When Rhode Island decided to establish its own health-benefits exchange, HealthSource RI, which incorporates employee choice into its portfolio of benefits, I found it intriguing. But I was skeptical of the desire and the ability of Mereco employees to contribute the time and effort to assume some of the burden related to the choice of health plans. After numerous meetings at Mereco, the employees decided that they would like to investigate the exchange.
Representatives from the exchange and our broker visited to make presentations. At a subsequent vote, employees voted by a large majority to move to the exchange, citing the ability to choose from the 16-plan portfolio and potentially reduce premium costs by determining the level of deductibles and copays they were comfortable with.
And other than having a couple of software glitches related to the issuance of new cards, Mereco is now off and running with the exchange.
Most small businesses don’t have the luxury of a full-time human resource department. Benefit issues and decisions usually land on the shoulders of the individual running the business, and that can be a tremendous diversion of time and effort. My hope was that by using the exchange, and engaging the employees in the process, much of the burden and decision-making would be removed from my shoulders. But there is more than that at work here.
Certainly, employee involvement and knowledge have improved dramatically. They feel that they have some skin in the game and control of their own destiny. A few employees even reduced their premium costs by choosing a tiered network available in the 16-plan portfolio. Best of all, the employees feel they are part of a grand design by the state to improve health care delivery and reduce costs.

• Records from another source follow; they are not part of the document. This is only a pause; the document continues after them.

use crate::demo::{run_demo, DemoArgs};
use crate::server;
use clap::{Args, Parser, Subcommand};
use practicum::error::AppError;

#[derive(Parser, Debug)]
#[command(
    name = "Internship Placement Service",
    about = "Run the internship lifecycle service or walk its workflows from the command line",
    version
)]
struct Cli {
    #[command(subcommand)]
    command: Option<Command>,
}

#[derive(Subcommand, Debug)]
enum Command {
    /// Start the HTTP service (default command)
    Serve(ServeArgs),
    /// Run an end-to-end CLI demo covering the whole internship lifecycle
    Demo(DemoArgs),
}

#[derive(Args, Debug, Default)]
pub(crate) struct ServeArgs {
    /// Override the configured host for the HTTP server
    #[arg(long)]
    pub(crate) host: Option<String>,
    /// Override the configured port for the HTTP server
    #[arg(long)]
    pub(crate) port: Option<u16>,
}

pub(crate) async fn run() -> Result<(), AppError> {
    let cli = Cli::parse();
    let command = cli
        .command
        .unwrap_or_else(|| Command::Serve(ServeArgs::default()));

    match command {
        Command::Serve(args) => server::run(args).await,
        Command::Demo(args) => run_demo(args),
    }
}
//! Project file parser
//!
//! A project file lists the archives to build:
//!
//! ```text
//! # comment
//! Zip
//!     Path: out/forest.zip
//!     Mesh
//!         Name: Tree
//!         MeshXmlPath: export/tree.mesh.xml
//!         MaterialFilePath: export/tree.material
//!     EndMesh
//!     Extra
//!         SourcePath: docs/readme.txt
//!         TargetPath: readme.txt
//!     EndExtra
//! EndZip
//! ```
//!
//! Blocks nest exactly one level (`Mesh` and `Extra` inside `Zip`). Relative
//! paths are resolved against the directory holding the project file.
//! `Zip` blocks naming the same path are merged. Incomplete records are
//! dropped with a warning; anything structurally wrong aborts the parse.

mod directive;

pub use directive::{parse_directive, BlockKind, Directive};

use std::path::{Path, PathBuf};

use meshpacker_core::{
    naming, Archive, ArchiveCollection, Asset, Error, ExtraFile, Insert, Result,
    DEFAULT_ARCHIVE_NAME,
};
use tracing::{debug, info, warn};

use crate::traits::read_input;

/// Parses project files into the list of archives to build
#[derive(Debug, Default, Clone, Copy)]
pub struct ProjectParser;

impl ProjectParser {
    /// Create a new project parser
    pub fn new() -> Self {
        Self
    }

    /// Parse a project file; a relative path is taken from the working directory
    pub fn parse_file(&self, path: &Path) -> Result<Vec<Archive>> {
        let path = if path.is_absolute() {
            naming::normalize_path(path)
        } else {
            naming::resolve_relative(&std::env::current_dir()?, path)
        };

        let source = read_input(&path)?;
        self.parse_str(&source, &path)
    }

    /// Parse project text as if it had been read from `project_path`
    pub fn parse_str(&self, source: &str, project_path: &Path) -> Result<Vec<Archive>> {
        let base_dir = project_path.parent().unwrap_or_else(|| Path::new(""));
        let mut collection = ArchiveCollection::new();
        let mut state = State::AwaitingArchive;
        let mut line_count = 0;

        for (index, raw) in source.lines().enumerate() {
            line_count = index + 1;
            let content = raw.trim();
            if content.is_empty() || content.starts_with('#') {
                continue;
            }

            let line = Line {
                project: project_path,
                base_dir,
                number: index + 1,
                content,
            };
            let directive = parse_directive(content).map_err(|message| line.error(message))?;
            state = state.apply(directive, &line, &mut collection)?;
        }

        if let Some(kind) = state.innermost_block() {
            return Err(Error::malformed(
                project_path,
                line_count,
                "",
                format!("unexpected end of file inside {kind} block"),
            ));
        }

        let (archives, discarded) = collection.finalize();
        for path in discarded {
            warn!(archive = %path.display(), "Discarding Zip record because it's empty");
        }

        info!(
            project = %project_path.display(),
            archives = archives.len(),
            "Parsed project file"
        );
        Ok(archives)
    }
}

/// The line being interpreted, for error reporting and path resolution
struct Line<'a> {
    project: &'a Path,
    base_dir: &'a Path,
    number: usize,
    content: &'a str,
}

impl Line<'_> {
    fn error(&self, message: impl Into<String>) -> Error {
        Error::malformed(self.project, self.number, self.content, message)
    }

    fn path_value(&self, value: &str) -> Option<PathBuf> {
        (!value.is_empty()).then(|| naming::resolve_relative(self.base_dir, value))
    }

    fn text_value(value: &str) -> Option<String> {
        (!value.is_empty()).then(|| value.to_string())
    }
}

/// Contents of an open `Zip` block
#[derive(Debug, Default)]
struct ArchiveBlock {
    path: Option<PathBuf>,
    assets: Vec<Asset>,
    extras: Vec<ExtraFile>,
}

impl ArchiveBlock {
    fn finish(self, line: &Line<'_>) -> Archive {
        let path = self
            .path
            .unwrap_or_else(|| line.base_dir.join(DEFAULT_ARCHIVE_NAME));
        let mut archive = Archive::new(path);

        for asset in self.assets {
            let name = asset.name.clone();
            if archive.add_asset(asset) == Insert::Conflict {
                warn!(
                    line = line.number,
                    asset = %name,
                    "Discarding mesh record because another mesh in this Zip block has the same name"
                );
            }
        }
        for extra in self.extras {
            let target = extra.target_path.clone();
            if archive.add_extra(extra) == Insert::Conflict {
                warn!(
                    line = line.number,
                    target = %target,
                    "Discarding extra-file record because its target path is already taken"
                );
            }
        }
        archive
    }
}

/// Contents of an open `Mesh` block
#[derive(Debug)]
struct AssetBlock {
    opened_at: usize,
    name: Option<String>,
    mesh_xml_path: Option<PathBuf>,
    material_path: Option<PathBuf>,
}

impl AssetBlock {
    fn new(opened_at: usize) -> Self {
        Self {
            opened_at,
            name: None,
            mesh_xml_path: None,
            material_path: None,
        }
    }

    fn finish(self) -> Option<Asset> {
        let (Some(mesh_xml_path), Some(material_path)) = (self.mesh_xml_path, self.material_path)
        else {
            warn!(
                line = self.opened_at,
                name = self.name.as_deref().unwrap_or(""),
                "Discarding mesh record because .mesh.xml file path or .material file path is not set"
            );
            return None;
        };

        let Some(name) = self
            .name
            .or_else(|| naming::asset_name_from_mesh_xml(&mesh_xml_path))
        else {
            warn!(
                line = self.opened_at,
                mesh_xml = %mesh_xml_path.display(),
                "Discarding mesh record because no name could be derived"
            );
            return None;
        };

        Some(Asset::new(name, mesh_xml_path, material_path))
    }
}

/// Contents of an open `Extra` block
#[derive(Debug)]
struct ExtraBlock {
    opened_at: usize,
    source_path: Option<PathBuf>,
    target_path: Option<String>,
}

impl ExtraBlock {
    fn new(opened_at: usize) -> Self {
        Self {
            opened_at,
            source_path: None,
            target_path: None,
        }
    }

    fn finish(self) -> Option<ExtraFile> {
        match self.source_path {
            Some(source) => Some(ExtraFile::new(source, self.target_path)),
            None => {
                warn!(
                    line = self.opened_at,
                    "Discarding extra-file record because it has no source path"
                );
                None
            }
        }
    }
}

/// Which blocks are open
#[derive(Debug)]
enum State {
    AwaitingArchive,
    InArchive(ArchiveBlock),
    InAsset(ArchiveBlock, AssetBlock),
    InExtra(ArchiveBlock, ExtraBlock),
}

impl State {
    fn innermost_block(&self) -> Option<BlockKind> {
        match self {
            State::AwaitingArchive => None,
            State::InArchive(_) => Some(BlockKind::Zip),
            State::InAsset(..) => Some(BlockKind::Mesh),
            State::InExtra(..) => Some(BlockKind::Extra),
        }
    }

    fn apply(
        self,
        directive: Directive<'_>,
        line: &Line<'_>,
        collection: &mut ArchiveCollection,
    ) -> Result<State> {
        match (self, directive) {
            // Block transitions
            (State::AwaitingArchive, Directive::Open(BlockKind::Zip)) => {
                debug!(line = line.number, "Zip block opened");
                Ok(State::InArchive(ArchiveBlock::default()))
            }
            (State::InArchive(archive), Directive::Open(BlockKind::Mesh)) => {
                Ok(State::InAsset(archive, AssetBlock::new(line.number)))
            }
            (State::InArchive(archive), Directive::Open(BlockKind::Extra)) => {
                Ok(State::InExtra(archive, ExtraBlock::new(line.number)))
            }
            (State::InArchive(archive), Directive::Close(BlockKind::Zip)) => {
                let archive = archive.finish(line);
                debug!(line = line.number, archive = %archive.path.display(), "Zip block closed");
                for conflict in collection.insert_or_merge(archive) {
                    warn!(line = line.number, "Discarding {conflict} because a merged Zip block already defines it");
                }
                Ok(State::AwaitingArchive)
            }
            (State::InAsset(mut archive, asset), Directive::Close(BlockKind::Mesh)) => {
                archive.assets.extend(asset.finish());
                Ok(State::InArchive(archive))
            }
            (State::InExtra(mut archive, extra), Directive::Close(BlockKind::Extra)) => {
                archive.extras.extend(extra.finish());
                Ok(State::InArchive(archive))
            }

            // Settings
            (State::InArchive(mut archive), Directive::Setting { key, value }) => {
                if check_owner(BlockKind::Zip, key, line)? {
                    archive.path = line.path_value(value);
                }
                Ok(State::InArchive(archive))
            }
            (State::InAsset(archive, mut asset), Directive::Setting { key, value }) => {
                if check_owner(BlockKind::Mesh, key, line)? {
                    match key {
                        "Name" => asset.name = Line::text_value(value),
                        "MeshXmlPath" => asset.mesh_xml_path = line.path_value(value),
                        _ => asset.material_path = line.path_value(value),
                    }
                }
                Ok(State::InAsset(archive, asset))
            }
            (State::InExtra(archive, mut extra), Directive::Setting { key, value }) => {
                if check_owner(BlockKind::Extra, key, line)? {
                    match key {
                        "SourcePath" => extra.source_path = line.path_value(value),
                        _ => extra.target_path = Line::text_value(value),
                    }
                }
                Ok(State::InExtra(archive, extra))
            }

            // Everything else is out of place
            (State::AwaitingArchive, Directive::Setting { .. }) => {
                Err(line.error("directive not valid outside of a Zip block"))
            }
            (state, Directive::Open(kind)) => Err(line.error(match state.innermost_block() {
                Some(open) => format!("can't open a {kind} block inside an open {open} block"),
                None => format!("a {kind} block must be inside a Zip block"),
            })),
            (state, Directive::Close(kind)) => Err(line.error(match state.innermost_block() {
                Some(open) => format!("End{kind} doesn't close the open {open} block"),
                None => format!("End{kind} without an open {kind} block"),
            })),
        }
    }
}

/// Whether `key` is a setting of `block`; known keys of other blocks are errors
fn check_owner(block: BlockKind, key: &str, line: &Line<'_>) -> Result<bool> {
    match BlockKind::of_setting(key) {
        Some(owner) if owner == block => Ok(true),
        Some(owner) => Err(line.error(format!(
            "directive '{key}' belongs in a {owner} block, not a {block} block"
        ))),
        None => {
            warn!(line = line.number, key, "Ignoring unknown directive");
            Ok(false)
        }
    }
}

I have learned that nested in among all of the continual local rhetoric against “Obamacare,” the biggest argument against the exchange is the availability of future funding. While I recognize that funding may be an issue, I also recognize that for once, Rhode Island has something to be proud of.
HealthSource RI is at the top in every national survey that I have read, and is referenced as a model for exchange design, primarily due to the unique, full employee-choice option. Instead of striving desperately to become No. 25, Rhode Island is No. 1 in a very important program with national visibility.
Will the Rhode Island business community tear itself apart with contentious debate and let the exchange collapse and wither away? Not if the small-business community will cut through the myths and fallacies and give it a fighting chance to survive. There is a much higher probability that adequate funding will be generated, either from the state or the federal government, if we all pitch in to make the exchange a success. HealthSource RI is indeed a true native Rhode Islander. •


Philip M. Papoojian is the president and chief operating officer of Mereco Technologies Group Cos. in West Warwick.